Except the aforesaid
averment, there is absolutely no reference to any agreement between the first
respondent and the appellant or the existence of any arbitration agreement
between them. Therefore the application filed by the first respondent under
section 11 of the Act referring to the loan agreement with respondents 2 and 3
containing the arbitration agreement cannot be considered or construed to be an
allegation of existence of an arbitration agreement between first respondent
and appellant. If there was no reference to the existence of any arbitration
agreement with appellant, the question of the appellant accepting such
arbitration agreement by `non-denial' does not arise.
12.
The
first respondent contended that the application under section 11 of the Act
consisted of two parts, that is a preamble containing three columns -column (1)

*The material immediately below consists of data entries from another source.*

//! Error types for sunglobe

use thiserror::Error;

/// Core sunglobe errors
///
/// None of these are fatal: the synchronizer absorbs every one of them and
/// the projector keeps ticking off the last reading or the local clock.
#[derive(Error, Debug, Clone, PartialEq, Eq)]
pub enum GlobeError {
    // Transport errors
    #[error("Transport error: {0}")]
    Transport(String),

    #[error("Unexpected HTTP status: {0}")]
    HttpStatus(u16),

    #[error("HTTP client setup failed: {0}")]
    ClientBuild(String),

    // Payload errors
    #[error("Invalid response body: {0}")]
    Decode(String),

    #[error("Response has no datetime field")]
    MissingDatetime,

    #[error("Malformed datetime: {0:?}")]
    MalformedDatetime(String),
}

impl GlobeError {
    /// Short machine-friendly label, used as a structured log field
    pub fn kind(&self) -> &'static str {
        match self {
            GlobeError::Transport(_) => "transport",
            GlobeError::HttpStatus(_) => "http_status",
            GlobeError::ClientBuild(_) => "client_build",
            GlobeError::Decode(_) => "decode",
            GlobeError::MissingDatetime => "missing_datetime",
            GlobeError::MalformedDatetime(_) => "malformed_datetime",
        }
    }
}

/// Result type for sunglobe operations
pub type GlobeResult<T> = Result<T, GlobeError>;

relating to the "provision under which the application was filed”, column
(2) relating to "Name of applicant with complete address" and column
(3) relating to "Name of the other parties to the arbitration agreement
with complete address"; and the second part contained the running
averments. It is submitted that the name of first respondent is shown as the
applicant in column (2); and against column (3) relating to "Names of the
other parties to the arbitration agreement", the names of Hitek Industries(second
respondent), Prem Prakash Verma (third respondent) and S.N.Prasad (appellant)

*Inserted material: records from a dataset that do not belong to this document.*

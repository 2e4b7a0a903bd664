#![no_main]

use std::time::Duration;

use libfuzzer_sys::fuzz_target;
use sunglobe_core::{AuthoritativeReading, LocalTime};
use sunglobe_time::parse_payload;

// Arbitrary service bodies must never panic, and any accepted datetime must
// extrapolate and yield an hour of day in range.
fuzz_target!(|data: &[u8]| {
    if let Ok(zone_time) = parse_payload(data) {
        let reading = AuthoritativeReading::new(zone_time, LocalTime::ZERO);
        let later = reading.extrapolate(LocalTime::ZERO + Duration::from_secs(86_400));
        let hour = later.fractional_hour();
        assert!((0.0..24.0).contains(&hour));
    }
});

was shown and that amounted to an allegation that the appellant was a party to
the arbitration agreement.
13.
To
constitute an arbitration agreement under section 7(4)(c) of the Act, what is
required is a statement of claim containing a specific allegation about the
existence of an arbitration agreement by the applicant and `non-denial' thereof
by the other party. An `allegation' is an assertion or declaration about a fact
and also refers to the narration of a transaction. As noticed above, in the
entire application under section 11 of the Act, there was no allegation as to
the existence of any arbitration agreement between first respondent and the
appellant. Column (3) containing "Names of other parties to arbitration
agreement with addresses" cannot be considered to be an assertion or
declaration about the existence of an arbitration agreement between the first
respondent and appellant. Section 7(4)(c) of the Act cannot therefore be relied
upon to prove the existence of an Arbitration agreement.
14.
It
is of some relevance to note that in the year 1998 when the applications under
section 11 of the Act was filed and in the year 2000 when the applications were
allowed, an application under section 11 of the Act was not considered to be a
judicial proceeding and the order appointing an arbitrator was considered to be
an administrative order. Therefore at the relevant time, the application under
section 11 of the Act and the counter if any thereto were not in the nature of
`statements of claim and defence'. Bethat as it may.
15.
Before
the Arbitrator, the appellant specifically contended that by relying upon the
section 2(1)(h) and section 7 of the Act that he was not a party to the
arbitration agreement and therefore there could be no arbitration in regard to
the claim against him. The said contention was rejected by the arbitrator on
the ground that the designate of the Chief Justice, in his order dated
23.5.2000 appointing the arbitrator, had observed that the existence of
arbitration agreement was not denied and there was no dispute regarding the
existence of the arbitration agreement. But what was not denied was the
arbitration agreement between first respondent and respondents 2 and 3. The
arbitrator held that in view of the positive finding of the designate of the
Chief Justice about the existence of an arbitrator agreement notwithstanding
the fact that the letter of guarantee does not refer to the loan agreement
which was executed subsequently, it could not be said that there was no
arbitration agreement between the parties. The arbitrator ought to have
considered and decided the objections of the appellant that he was not a party
to the arbitration agreement on merits, instead of referring to the order of
the designate of the Chief Justice appointing the arbitrator. As noted above,
when the said application under section 11 of the Act was filed in1998 and
decided in 2000 (long prior to the decision in SBP & Co. vs. Patel
Engineering Ltd. - (2005) 8 SCC 618,) the prevailing view was that the orders
under section 11 of the Act were administrative orders and that the Designate
of the Chief Justice appointing an arbitrator was not adjudicating on any
disputed question of fact, including the existence of any valid arbitration
agreement; and that the Arbitrator was required to decide about the existence
of arbitration agreement and the arbitrability.
16.
The
first respondent contended that the appellant having agreed to be a guarantor
for the repayment of the loan, cannot avoid arbitration by contending that he
was not a signatory to the loan agreement containing the arbitration clause. It
was submitted that the liability of the principal debtor and guarantors was
joint and several and therefore there could be only one proceeding against all
of them; and that if the contention of the appellant was accepted, it would
necessitate two proceedings in regard to the same loan transaction and same
cause of action, that is an arbitration proceedings against the borrower and
one of its guarantors (respondents 2 and 3) and a separate suit against the
other guarantor (appellant). It was further submitted that multiple proceedings
may lead to divergent findings and results, leading to an anomalous situation.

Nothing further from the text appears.